Musing on Masturbation

Musing on Masturbation 2017-03-08T23:22:04+00:00

Every once in a while, I’ll get a sneering or giggling, always condescending email from someone who has stumbled upon this old piece about artificial birth control, oral sex, and other things and feels the need to sound off on the unreasonable stupidity of Catholicism.

Well, I can certainly be stupid and unreasonable — I often am, about many things — and I am the first one to admit that others know a great deal more than I do. But Catholicism is the farthest thing from stupid or unreasonable. There is not a life-question that has not been faithfully thought-out, explored, considered from all perspectives and given thorough exposition by some of the finest theological and philosophical minds of the past 2,000, and then burnished with nuance and humanity via the lives and examples of possibly less-educated, but phenomenally gifted saints.
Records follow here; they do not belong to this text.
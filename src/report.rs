use std::fmt;

use crate::error::Error;
use crate::model::{FrequencyTable, IntervalTable, Symbol};
use crate::session::{ArithmeticSession, HuffmanSession};

/// Everything one run over a text produced, printable for the command line.
pub struct Report<S: Symbol> {
    pub input: Vec<S>,
    pub frequencies: FrequencyTable<S>,
    pub intervals: IntervalTable<S>,
    pub huffman: HuffmanSession<S>,
    pub arithmetic: ArithmeticSession<S>,
}

impl<S: Symbol> Report<S> {
    pub fn huffman_round_trip(&self) -> bool {
        matches!(&self.huffman.decoded, Ok(decoded) if *decoded == self.input)
    }

    pub fn arithmetic_round_trip(&self) -> bool {
        matches!(&self.arithmetic.decoded, Ok(decoded) if *decoded == self.input)
    }
}

fn join<S: Symbol>(symbols: &[S]) -> String {
    symbols.iter().map(|symbol| symbol.to_string()).collect()
}

impl<S: Symbol> fmt::Display for Report<S> {
    fn fmt(&self, f: &mut fmt::Formatter<'_>) -> fmt::Result {
        writeln!(f, "Original text: {}", join(&self.input))?;
        writeln!(f, "Symbol frequencies and intervals:")?;
        for (sf, (_, interval)) in self.frequencies.iter().zip(self.intervals.iter()) {
            writeln!(
                f,
                "  {:?}: {} [{}, {})",
                sf.symbol, sf.frequency, interval.low, interval.high
            )?;
        }

        writeln!(f)?;
        writeln!(f, "Huffman codes for each symbol:")?;
        for (symbol, code) in self.huffman.codes.iter() {
            writeln!(f, "  {:?}: {}", symbol, code)?;
        }
        writeln!(f, "Encoded text: {}", self.huffman.encoded)?;
        writeln!(f, "Encoded text length: {} bits", self.huffman.encoded.len())?;
        match &self.huffman.optimality {
            Ok(optimality) => {
                writeln!(
                    f,
                    "Theoretical minimum length: {:.3} bits",
                    optimality.theoretical_minimum
                )?;
                if optimality.is_optimal() {
                    writeln!(f, "Huffman code is optimal.")?;
                } else {
                    writeln!(f, "Huffman code is not optimal.")?;
                }
            }
            Err(Error::DegenerateAlphabet(_)) => {
                writeln!(f, "Single symbol alphabet, optimality check skipped.")?
            }
            Err(e) => writeln!(f, "Optimality check failed: {}", e)?,
        }
        match &self.huffman.decoded {
            Ok(decoded) => writeln!(f, "Huffman decoded text: {}", join(decoded))?,
            Err(e) => writeln!(f, "Huffman decoding failed: {}", e)?,
        }
        if let Some(drawing) = &self.huffman.tree_drawing {
            writeln!(f, "Huffman tree:")?;
            write!(f, "{}", drawing)?;
        }

        writeln!(f)?;
        if let Some(encoded) = &self.arithmetic.encoded {
            writeln!(f, "Arithmetic encoded value: {}", encoded.value)?;
            writeln!(f, "Final interval: [{}, {})", encoded.low, encoded.high)?;
        }
        match &self.arithmetic.decoded {
            Ok(decoded) => {
                writeln!(f, "Decoded data: {}", join(decoded))?;
                if self.arithmetic_round_trip() {
                    writeln!(f, "Decoding successful.")?;
                } else {
                    writeln!(f, "Decoded data differs from original text.")?;
                }
            }
            Err(e) => writeln!(f, "Arithmetic coding failed: {}", e)?,
        }
        Ok(())
    }
}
The Catechism of the Catholic Church is a valuable condensation — or distillation, if you will — of all of the wisdom of our forebears and our contemporary fellows. It is a shame so few people ever pick it up. When I was beginning to discuss human sexuality with my kids, the catechism was a great springboard into some terrific discussions. I thought the section on masturbation was eminently wise and useful — it touched on both the gravity of the matter, and acknowledged how broadly misunderstood is the Church’s teaching, and how psychology, maturity, social factors and other human aspects are relevant to considerations.

Often I think that people’s resistance to even accepting the concept of “sin” in their lives is rooted in a simple unwillingness to understand what the nature of sin is at its core — a selfishness and a turning away from the Source of All Love — because they simply see it as a rejection of themselves.

Over at Inside Catholic, the tireless Mark Shea, who sometimes leaves me breathless with the amount of copy he generates, has decided to flesh out the Church’s understanding and teaching regarding masturbation

. . .it is worth noting a few things about the specific sin of masturbation my reader references. First, of course, is the fact that his is not the first somewhat incredulous reaction I have seen to this teaching. When most folk run across this teaching for the first time it can be a shock, since it seems (to our culture) like the matter of masturbation is so trivial that to talk of mortal sin in connection with it is (they suppose) surely some sort of holdover reaction from the Dark Ages. In a world full of war, rape, pillage, and murder, how can anybody take seriously the notion that this seeming triviality is a sin as capable of sending somebody to Hell (if unrepented) as adultery or murder?

Yet, from the logic of divine charity and, in particular, the theology of the sacrament of marriage, the Church’s teaching about the gravity of masturbation makes perfect sense. Indeed, I would note that it can (not must, but can) be argued that it is, in fact, graver than adultery. After all, which sin — adultery or masturbation — at least involves the disordered love of another person and so participates, to that degree, in divine love (albeit, I repeat, in a radically disordered way)? Answer: adultery. With masturbation, even disordered love of another person is totally excluded. It is a much more purely selfish sin, reducing the core act of marriage to something ordered completely toward one’s own appetite with no love for any other human being involved at all.

This is a long, thoughtful piece, well-reasoned, instructive and — if one reads it in good faith — very sensible and sensitive. It completely gives lie to the notion that the church is “unreasonably stupid,” although I hold out no hope of people who want to believe she is stupid being easily persuaded otherwise. I suggest printing the piece out, and reading it with adults or older children who can be trusted to actually give the subject its due. If nothing else, it will give folks something to think about.